Demise of Eros was a metalcore band from Pittsburgh, Pennsylvania that formed in late 2003. The band signed to Strike First Records, a subsidiary of Facedown Records. The band disbanded in 2006.

Biography
The band formed with Vocalist Darren Belajac, Guitarists John Ericson and Steve Stout, Bassist Chris Urbanek, and Drummer Giuseppe "Gypsy" Capolupo.

The band signed to Strike First Records and released their first album Neither Storm Nor Quake Nor Fire on August 22, 2006.

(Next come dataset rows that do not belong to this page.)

//! Console logging through tracing. `BENCHSWEEP_LOG` overrides the level
//! (`debug`, `trace`, or any env-filter directive).

use tracing_subscriber::EnvFilter;

pub fn init() {
    let filter = EnvFilter::try_from_env("BENCHSWEEP_LOG")
        .unwrap_or_else(|_| EnvFilter::new("info"));
    let _ = tracing_subscriber::fmt()
        .with_env_filter(filter)
        .with_target(false)
        .try_init();
}
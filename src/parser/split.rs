// Unless explicitly stated otherwise all files in this repository are licensed
// under the MIT/Apache-2.0 License, at your convenience

use crate::error::{Result, SweepError};
use crate::parser::MetricSink;
use crate::util::{mget, mget_str};
use regex_lite::Regex;
use serde_yaml::{Mapping, Value};

/// Extracts columns out of lines split on a separator regex. A match entry
/// addresses a column on an absolute line number, on every line that
/// matches an anchor, or on every line. A parser-level `anchor` resets the
/// line counter whenever it matches.
///
/// ```yaml
/// class: split
/// separator: '\s+'
/// match:
///   - {name: total, line: 1, col: 1}
///   - {name: free, anchor: 'Free:', col: 2}
///   - {name: every, col: 0}
/// ```
pub struct SplitParser {
    line: usize,
    anchor: Option<Regex>,
    col_any: Vec<ColumnSpec>,
    col_line: Vec<(usize, ColumnSpec)>,
    col_anchor: Vec<(Regex, ColumnSpec)>,
}

struct ColumnSpec {
    separator: Regex,
    col: usize,
    name: String,
}

fn compile(pattern: &str) -> Result<Regex> {
    Regex::new(pattern)
        .map_err(|e| SweepError::spec(format!("Bad split pattern '{}': {}", pattern, e)))
}

impl SplitParser {
    pub fn configure(config: &Mapping) -> Result<SplitParser> {
        let default_sep = mget_str(config, "separator").unwrap_or(r"\s+");
        let anchor = match mget_str(config, "anchor") {
            Some(a) => Some(compile(a)?),
            None => None,
        };

        let mut parser = SplitParser {
            line: 0,
            anchor,
            col_any: Vec::new(),
            col_line: Vec::new(),
            col_anchor: Vec::new(),
        };

        let matches = mget(config, "match")
            .and_then(Value::as_sequence)
            .ok_or_else(|| SweepError::spec("split parser is missing a 'match' list"))?;
        for entry in matches {
            let entry = entry
                .as_mapping()
                .ok_or_else(|| SweepError::spec("split 'match' entries must be mappings"))?;
            let name = mget_str(entry, "name")
                .ok_or_else(|| SweepError::spec("split match entry is missing a 'name'"))?
                .to_string();
            let col = mget(entry, "col")
                .and_then(Value::as_u64)
                .ok_or_else(|| SweepError::spec("split match entry is missing a 'col'"))?
                as usize;
            let separator = compile(mget_str(entry, "separator").unwrap_or(default_sep))?;
            let spec = ColumnSpec {
                separator,
                col,
                name,
            };
            if let Some(line) = mget(entry, "line").and_then(Value::as_u64) {
                parser.col_line.push((line as usize, spec));
            } else if let Some(anchor) = mget_str(entry, "anchor") {
                parser.col_anchor.push((compile(anchor)?, spec));
            } else {
                parser.col_any.push(spec);
            }
        }
        Ok(parser)
    }

    fn emit(spec: &ColumnSpec, line: &str, sink: &mut MetricSink) {
        let parts: Vec<&str> = spec.separator.split(line).collect();
        if spec.col < parts.len() {
            sink.update_text(&spec.name, parts[spec.col]);
        }
    }

    pub fn on_stdout(&mut self, line: &str, sink: &mut MetricSink) -> Result<()> {
        if let Some(anchor) = &self.anchor {
            if anchor.is_match(line) {
                self.line = 0;
            }
        }

        for spec in &self.col_any {
            Self::emit(spec, line, sink);
        }

        let current = self.line;
        self.line += 1;
        for (wanted, spec) in &self.col_line {
            if *wanted == current {
                Self::emit(spec, line, sink);
            }
        }

        for (anchor, spec) in &self.col_anchor {
            if anchor.is_match(line) {
                Self::emit(spec, line, sink);
            }
        }
        Ok(())
    }
}
// Unless explicitly stated otherwise all files in this repository are licensed
// under the MIT/Apache-2.0 License, at your convenience

//! Line-oriented output parsers. A parser listens on a pipe, extracts
//! values and pushes them into the shared metrics through a [`MetricSink`]
//! that applies the stream's alias mapping and metric filter first.

pub mod mpstat;
pub mod regex;
pub mod split;

pub use self::mpstat::MpstatParser;
pub use self::regex::RegexParser;
pub use self::split::SplitParser;

use crate::error::{Result, SweepError};
use crate::metrics::Metrics;
use crate::pipe::PipeListener;
use crate::util::mget_str;
use serde_yaml::{Mapping, Value};
use std::collections::{HashMap, HashSet};
use std::sync::Arc;
use tracing::warn;

/// Routes parser updates into the metrics: filter first, then alias, then
/// the shared registry. Updates against undeclared metrics are warned once
/// and dropped.
pub struct MetricSink {
    metrics: Arc<Metrics>,
    alias: HashMap<String, String>,
    filter: Option<HashSet<String>>,
    warned: HashSet<String>,
}

impl MetricSink {
    pub fn new(metrics: Arc<Metrics>) -> MetricSink {
        MetricSink {
            metrics,
            alias: HashMap::new(),
            filter: None,
            warned: HashSet::new(),
        }
    }

    /// Merge an alias mapping; later additions win on conflict.
    pub fn add_alias(&mut self, map: &Mapping) {
        for (k, v) in map {
            if let (Some(k), Some(v)) = (k.as_str(), v.as_str()) {
                self.alias.insert(k.to_string(), v.to_string());
            }
        }
    }

    /// Extend the metric filter; a name or a list of names.
    pub fn add_filter(&mut self, value: &Value) {
        let filter = self.filter.get_or_insert_with(HashSet::new);
        match value {
            Value::String(name) => {
                filter.insert(name.clone());
            }
            Value::Sequence(seq) => {
                for v in seq {
                    if let Some(name) = v.as_str() {
                        filter.insert(name.to_string());
                    }
                }
            }
            _ => {}
        }
    }

    pub fn update(&mut self, name: &str, value: f64) {
        if let Some(filter) = &self.filter {
            if !filter.contains(name) {
                return;
            }
        }
        let name = self.alias.get(name).map(String::as_str).unwrap_or(name);
        if let Err(e) = self.metrics.update(name, value) {
            if self.warned.insert(name.to_string()) {
                warn!("{}", e);
            }
        }
    }

    /// Forgiving update for parsers that extract text columns: anything
    /// non-numeric counts as zero.
    pub fn update_text(&mut self, name: &str, value: &str) {
        self.update(name, value.trim().parse().unwrap_or(0.0));
    }
}

enum ParserKind {
    Regex(RegexParser),
    Split(SplitParser),
    Mpstat(MpstatParser),
}

/// A configured parser bound to its metric sink; attached to pipes as a
/// listener.
pub struct Parser {
    kind: ParserKind,
    sink: MetricSink,
}

impl Parser {
    pub fn set_alias(&mut self, map: &Mapping) {
        self.sink.add_alias(map);
    }

    pub fn set_filter(&mut self, value: &Value) {
        self.sink.add_filter(value);
    }
}

impl PipeListener for Parser {
    fn on_stdout(&mut self, line: &str) -> anyhow::Result<()> {
        match &mut self.kind {
            ParserKind::Regex(p) => p.on_stdout(line, &mut self.sink),
            ParserKind::Split(p) => p.on_stdout(line, &mut self.sink),
            ParserKind::Mpstat(p) => p.on_stdout(line, &mut self.sink),
        }?;
        Ok(())
    }

    fn on_eof(&mut self) -> anyhow::Result<()> {
        if let ParserKind::Mpstat(p) = &mut self.kind {
            p.on_eof(&mut self.sink)?;
        }
        Ok(())
    }
}

/// Instantiate a parser by class name.
pub fn parser_factory(config: &Mapping, metrics: Arc<Metrics>) -> Result<Parser> {
    let class = mget_str(config, "class")
        .ok_or_else(|| SweepError::spec("Parser specs are missing a 'class'"))?;
    let kind = match class {
        "regex" => ParserKind::Regex(RegexParser::configure(config)?),
        "split" => ParserKind::Split(SplitParser::configure(config)?),
        "mpstat" | "mpstat-grid" => ParserKind::Mpstat(MpstatParser::configure(config)?),
        other => {
            return Err(SweepError::spec(format!("Unknown parser class '{}'", other)));
        }
    };
    Ok(Parser {
        kind,
        sink: MetricSink::new(metrics),
    })
}

#[cfg(test)]
pub(crate) mod testutil {
    use super::*;

    /// A metrics registry with plain `count`-free metrics for observing
    /// parser updates in tests.
    pub fn metrics_with(names: &[&str]) -> Arc<Metrics> {
        let metrics = Arc::new(Metrics::new());
        let configs: Vec<Value> = names
            .iter()
            .map(|n| serde_yaml::from_str(&format!("{{name: {}}}", n)).unwrap())
            .collect();
        metrics.configure(&configs).unwrap();
        metrics
    }

    pub fn recorded(metrics: &Metrics) -> Vec<Option<f64>> {
        metrics.results().values
    }
}

#[cfg(test)]
mod tests {
    use super::testutil::*;
    use super::*;

    #[test]
    fn filter_applies_before_alias() {
        let metrics = metrics_with(&["renamed"]);
        let mut sink = MetricSink::new(metrics.clone());
        let alias: Mapping = serde_yaml::from_str("{raw: renamed}").unwrap();
        sink.add_alias(&alias);
        sink.add_filter(&Value::String("raw".to_string()));
        // "raw" passes the filter under its original name, lands aliased
        sink.update("raw", 4.0);
        // "renamed" itself is not in the filter and is dropped
        sink.update("renamed", 9.0);
        assert_eq!(recorded(&metrics), vec![Some(4.0)]);
    }

    #[test]
    fn unknown_metrics_are_dropped_not_fatal() {
        let metrics = metrics_with(&["known"]);
        let mut sink = MetricSink::new(metrics.clone());
        sink.update("unknown", 1.0);
        sink.update("known", 2.0);
        assert_eq!(recorded(&metrics), vec![Some(2.0)]);
    }

    #[test]
    fn factory_rejects_unknown_classes() {
        let config: Mapping = serde_yaml::from_str("{class: csv}").unwrap();
        assert!(parser_factory(&config, metrics_with(&[])).is_err());
    }
}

They were named one of The Daily News In Tune Magazine's "IT Bands" of 2005, were declared by WXDX FM 105.9 as "the best metal band ever to come out of Pittsburgh", and toured with notable acts such as War of Ages, Twelve Gauge Valentine, Unearth, Terror, Haste the Day, Remembering Never, The Acacia Strain, God Forbid, Bury Your Dead, August Burns Red, and Symphony in Peril.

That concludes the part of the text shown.